Os agricultores sobreviveram à crise bovina, suína, do leite e ainda assim eles acreditam que a agricultura francesa está perto do fim. Revoltados, os produtores resolveram se manifestar em grande estilo quatro dias antes de uma importante reunião em Bruxelas. A movimentação em direção à capital tem como objetivo o reconhecimento das demandas da categoria pelo governo e pela população, que ignora em parte a crise do setor.

“Ir até Paris é um golpe de mestre. Temos 1,5 mil tratores e teremos de 4 mil a 5 mil pessoas à tarde, na praça de Nation. Isso mostra o total desespero dos agricultores. Hoje, precisamos de soluções que sejam duráveis e que nos dêem perspectiva, que nos devolvam o orgulho de levantar de manhã cedo e cultivar bons produtos”, comenta Luc Smessaert, vice-presidente da Federação Nacional dos Sindicatos de Exploração Agrícola (FNSEA).

A federação nacional iniciou o movimento com o Sindicato dos Jovens Agricultores, que anunciou hoje, de maneira precisa, a chegada de 1.512 tratores nas estradas e cerca de 4 mil agricultores vindos em trem ou ônibus. Para estacionar esses veículos vindos de todas as partes da França, seriam necessários 8 hectares de via ou 8 campos de futebol, aproximadamente. A manifestação tem justificativas econômicas e sociais e os produtores não esperam que os problemas se resolvam da noite para o dia, mas pedem que as decisões do governo avancem.

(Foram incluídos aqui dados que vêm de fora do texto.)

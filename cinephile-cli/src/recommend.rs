//! Recommend command implementation for the Cinephile CLI.

use std::io::Write;

use camino::Utf8PathBuf;
use cinephile_recommender::{RecommendationOptions, Strategy};
use clap::Parser;
use ortho_config::{OrthoConfig, SubcmdConfigMerge};
use serde::{Deserialize, Serialize};

use crate::{
    ARG_AVOID_RECENT, ARG_CATALOG, ARG_DECADE, ARG_GENRE, ARG_MAX_RATING, ARG_MIN_RATING,
    ARG_MOOD, ARG_SEED, ARG_STATE_DIR, ARG_STRATEGY, CliError, DEFAULT_STATE_DIR,
    ENV_RECOMMEND_CATALOG, load_catalog, open_engine, write_json,
};

/// CLI arguments for the `recommend` subcommand.
#[derive(Debug, Clone, Parser, Deserialize, Serialize, OrthoConfig, Default)]
#[command(
    name = "recommend",
    long_about = "Recommend one movie from a JSON catalogue. The catalogue \
                 is an array of movie records or raw watch-history rows. \
                 The pick is remembered so later calls can avoid repeats.",
    about = "Recommend a movie from a catalogue"
)]
#[ortho_config(prefix = "CINEPHILE")]
pub(crate) struct RecommendArgs {
    /// Path to a JSON movie catalogue.
    #[arg(value_name = "path")]
    #[serde(default)]
    pub(crate) catalog: Option<Utf8PathBuf>,
    /// Strategy name, such as `hidden_gems` (default `smart_random`).
    #[arg(long = ARG_STRATEGY, value_name = "name")]
    #[serde(default)]
    pub(crate) strategy: Option<Strategy>,
    /// Mood for the `mood_based` strategy.
    #[arg(long = ARG_MOOD, value_name = "mood")]
    #[serde(default)]
    pub(crate) mood: Option<String>,
    /// Genre text to match.
    #[arg(long = ARG_GENRE, value_name = "genre")]
    #[serde(default)]
    pub(crate) genre: Option<String>,
    /// Decade label such as `1990s`.
    #[arg(long = ARG_DECADE, value_name = "decade")]
    #[serde(default)]
    pub(crate) decade: Option<String>,
    /// Inclusive lower rating bound.
    #[arg(long = ARG_MIN_RATING, value_name = "stars")]
    #[serde(default)]
    pub(crate) min_rating: Option<f32>,
    /// Inclusive upper rating bound.
    #[arg(long = ARG_MAX_RATING, value_name = "stars")]
    #[serde(default)]
    pub(crate) max_rating: Option<f32>,
    /// Skip recently suggested movies.
    #[arg(
        long = ARG_AVOID_RECENT,
        num_args = 0..=1,
        default_missing_value = "true",
        value_name = "bool"
    )]
    #[serde(default)]
    pub(crate) avoid_recent: Option<bool>,
    /// Seed for reproducible picks.
    #[arg(long = ARG_SEED, value_name = "n")]
    #[serde(default)]
    pub(crate) seed: Option<u64>,
    /// Directory holding the preference profile (default `.cinephile`).
    #[arg(long = ARG_STATE_DIR, value_name = "dir")]
    #[serde(default)]
    pub(crate) state_dir: Option<Utf8PathBuf>,
}

impl RecommendArgs {
    pub(crate) fn into_config(self) -> Result<RecommendConfig, CliError> {
        let merged = self.load_and_merge().map_err(CliError::Configuration)?;
        RecommendConfig::try_from(merged)
    }
}

/// Resolved `recommend` command configuration.
#[derive(Debug, Clone, PartialEq)]
pub(crate) struct RecommendConfig {
    pub(crate) catalog: Utf8PathBuf,
    pub(crate) options: RecommendationOptions,
    pub(crate) seed: Option<u64>,
    pub(crate) state_dir: Utf8PathBuf,
}

impl TryFrom<RecommendArgs> for RecommendConfig {
    type Error = CliError;

    fn try_from(args: RecommendArgs) -> Result<Self, Self::Error> {
        let catalog = args.catalog.ok_or(CliError::MissingArgument {
            field: ARG_CATALOG,
            env: ENV_RECOMMEND_CATALOG,
        })?;
        let options = RecommendationOptions {
            strategy: args.strategy,
            mood: args.mood,
            genre_filter: args.genre,
            min_rating: args.min_rating,
            max_rating: args.max_rating,
            decade: args.decade,
            avoid_recent: args.avoid_recent.unwrap_or(false),
            ..RecommendationOptions::default()
        };
        Ok(Self {
            catalog,
            options,
            seed: args.seed,
            state_dir: args
                .state_dir
                .unwrap_or_else(|| Utf8PathBuf::from(DEFAULT_STATE_DIR)),
        })
    }
}

pub(super) fn run_recommend_with(
    args: RecommendArgs,
    writer: &mut dyn Write,
) -> Result<(), CliError> {
    let config = args.into_config()?;
    let catalog = load_catalog(&config.catalog)?;
    let mut engine = open_engine(&config.state_dir, config.seed);
    let recommendation = engine.recommend_with_reason(catalog.movies(), &config.options);
    write_json(writer, &recommendation)
}

#[cfg(test)]
pub(crate) fn config_from_layers_for_test(
    layers: Vec<ortho_config::MergeLayer<'static>>,
) -> Result<RecommendConfig, CliError> {
    let merged = RecommendArgs::merge_from_layers(layers).map_err(CliError::from)?;
    RecommendConfig::try_from(merged)
}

A França tem hoje normas diferentes das dos vizinhos como a Alemanha ou a Espanha, que produzem mais barato e acabam exportando mais. “O governo deve se comprometer com a parte estrutural, nos livrando dos impostos e das normas francesas. Compreendendo que a única saída para a França é manter sua própria atividade de agricultura e pecuária”, insiste Thierry Roquefeuil, presidente da Federação Nacional dos Produtores de Leite.